**TASK GOAL:**
Find every line of the records that has "first" and return it.
··· PROVIDED MATERIAL ···
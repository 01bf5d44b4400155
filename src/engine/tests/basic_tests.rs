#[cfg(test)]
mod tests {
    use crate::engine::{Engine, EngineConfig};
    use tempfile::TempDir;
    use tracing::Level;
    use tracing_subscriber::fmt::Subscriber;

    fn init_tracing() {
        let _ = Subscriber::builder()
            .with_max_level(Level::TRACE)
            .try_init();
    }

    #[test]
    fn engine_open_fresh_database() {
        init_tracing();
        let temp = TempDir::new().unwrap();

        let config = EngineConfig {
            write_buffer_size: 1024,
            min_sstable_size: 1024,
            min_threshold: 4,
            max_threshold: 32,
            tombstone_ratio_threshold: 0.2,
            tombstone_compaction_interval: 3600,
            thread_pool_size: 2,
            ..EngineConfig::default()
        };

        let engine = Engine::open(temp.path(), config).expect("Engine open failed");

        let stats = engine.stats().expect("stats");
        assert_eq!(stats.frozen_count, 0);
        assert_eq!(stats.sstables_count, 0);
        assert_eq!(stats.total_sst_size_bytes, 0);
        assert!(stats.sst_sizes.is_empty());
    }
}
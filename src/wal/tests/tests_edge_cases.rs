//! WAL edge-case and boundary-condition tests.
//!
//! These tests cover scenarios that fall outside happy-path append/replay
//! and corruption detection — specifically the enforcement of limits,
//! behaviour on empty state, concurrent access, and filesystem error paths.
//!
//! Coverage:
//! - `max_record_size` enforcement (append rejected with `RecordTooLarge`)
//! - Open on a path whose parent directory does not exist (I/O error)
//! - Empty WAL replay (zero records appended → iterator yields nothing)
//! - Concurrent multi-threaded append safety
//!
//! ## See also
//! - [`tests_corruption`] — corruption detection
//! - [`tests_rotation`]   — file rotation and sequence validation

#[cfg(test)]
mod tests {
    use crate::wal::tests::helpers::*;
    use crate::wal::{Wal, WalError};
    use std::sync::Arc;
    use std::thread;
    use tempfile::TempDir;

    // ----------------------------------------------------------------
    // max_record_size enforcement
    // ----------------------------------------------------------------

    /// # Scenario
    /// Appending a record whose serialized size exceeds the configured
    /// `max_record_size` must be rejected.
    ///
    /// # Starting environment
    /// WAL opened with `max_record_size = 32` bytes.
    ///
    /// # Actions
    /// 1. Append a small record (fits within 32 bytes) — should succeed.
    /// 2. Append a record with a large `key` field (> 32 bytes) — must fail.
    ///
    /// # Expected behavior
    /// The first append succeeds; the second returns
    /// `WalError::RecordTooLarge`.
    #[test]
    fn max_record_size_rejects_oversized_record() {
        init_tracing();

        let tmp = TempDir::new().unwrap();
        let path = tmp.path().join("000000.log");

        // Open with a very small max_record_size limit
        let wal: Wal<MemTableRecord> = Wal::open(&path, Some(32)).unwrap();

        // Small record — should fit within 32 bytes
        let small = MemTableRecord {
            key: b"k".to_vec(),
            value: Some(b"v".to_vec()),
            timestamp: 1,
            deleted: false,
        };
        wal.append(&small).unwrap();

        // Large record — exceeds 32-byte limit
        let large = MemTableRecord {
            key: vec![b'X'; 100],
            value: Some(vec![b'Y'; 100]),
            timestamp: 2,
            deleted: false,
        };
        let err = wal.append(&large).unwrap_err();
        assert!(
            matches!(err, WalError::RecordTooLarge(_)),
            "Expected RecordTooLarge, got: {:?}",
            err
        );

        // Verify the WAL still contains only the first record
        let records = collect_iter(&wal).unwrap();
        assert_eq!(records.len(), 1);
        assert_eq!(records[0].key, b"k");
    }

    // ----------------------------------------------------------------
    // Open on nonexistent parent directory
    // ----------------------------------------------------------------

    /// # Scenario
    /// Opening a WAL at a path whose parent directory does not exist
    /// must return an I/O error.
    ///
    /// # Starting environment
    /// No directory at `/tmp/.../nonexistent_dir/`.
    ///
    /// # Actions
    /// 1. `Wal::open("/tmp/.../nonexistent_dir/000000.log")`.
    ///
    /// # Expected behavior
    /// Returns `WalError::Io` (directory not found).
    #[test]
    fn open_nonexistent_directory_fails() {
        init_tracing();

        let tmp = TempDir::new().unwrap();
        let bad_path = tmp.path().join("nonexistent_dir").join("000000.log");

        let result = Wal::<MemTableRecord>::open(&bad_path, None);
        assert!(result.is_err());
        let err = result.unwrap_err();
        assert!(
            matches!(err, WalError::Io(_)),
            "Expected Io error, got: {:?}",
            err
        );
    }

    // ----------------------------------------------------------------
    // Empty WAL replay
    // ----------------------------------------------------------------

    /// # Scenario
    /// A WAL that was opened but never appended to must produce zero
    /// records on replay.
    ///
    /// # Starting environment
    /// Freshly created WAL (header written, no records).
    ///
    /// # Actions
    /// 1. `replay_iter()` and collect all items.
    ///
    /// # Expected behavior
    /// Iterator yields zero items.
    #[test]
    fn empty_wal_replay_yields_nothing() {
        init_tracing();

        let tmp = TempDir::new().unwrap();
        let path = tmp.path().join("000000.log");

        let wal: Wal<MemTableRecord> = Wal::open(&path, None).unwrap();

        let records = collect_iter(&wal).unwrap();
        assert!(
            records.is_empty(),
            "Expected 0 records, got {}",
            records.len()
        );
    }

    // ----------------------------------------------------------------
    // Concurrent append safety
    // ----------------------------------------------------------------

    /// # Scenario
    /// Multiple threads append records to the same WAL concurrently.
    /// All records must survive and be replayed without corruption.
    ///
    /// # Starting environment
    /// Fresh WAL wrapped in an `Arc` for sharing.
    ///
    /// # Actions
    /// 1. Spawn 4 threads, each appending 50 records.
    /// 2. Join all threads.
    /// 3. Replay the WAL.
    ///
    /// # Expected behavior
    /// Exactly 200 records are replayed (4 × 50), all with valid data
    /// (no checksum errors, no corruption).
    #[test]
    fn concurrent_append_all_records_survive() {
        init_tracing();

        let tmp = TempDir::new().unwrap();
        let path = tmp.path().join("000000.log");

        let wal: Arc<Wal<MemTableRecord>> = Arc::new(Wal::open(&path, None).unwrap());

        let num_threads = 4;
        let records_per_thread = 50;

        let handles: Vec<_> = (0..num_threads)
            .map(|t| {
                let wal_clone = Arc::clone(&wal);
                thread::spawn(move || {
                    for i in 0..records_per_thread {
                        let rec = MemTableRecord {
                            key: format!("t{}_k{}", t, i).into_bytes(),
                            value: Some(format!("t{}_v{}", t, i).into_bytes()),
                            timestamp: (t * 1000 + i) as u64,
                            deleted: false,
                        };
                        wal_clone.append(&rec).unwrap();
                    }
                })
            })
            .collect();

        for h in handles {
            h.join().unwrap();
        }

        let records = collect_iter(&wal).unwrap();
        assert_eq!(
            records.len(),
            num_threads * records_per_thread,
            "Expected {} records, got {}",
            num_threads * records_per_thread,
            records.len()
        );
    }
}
···
**ANSWER TO THIS PROBLEM:**
    /// The first append succeeds; the second returns
        // Verify the WAL still contains only the first record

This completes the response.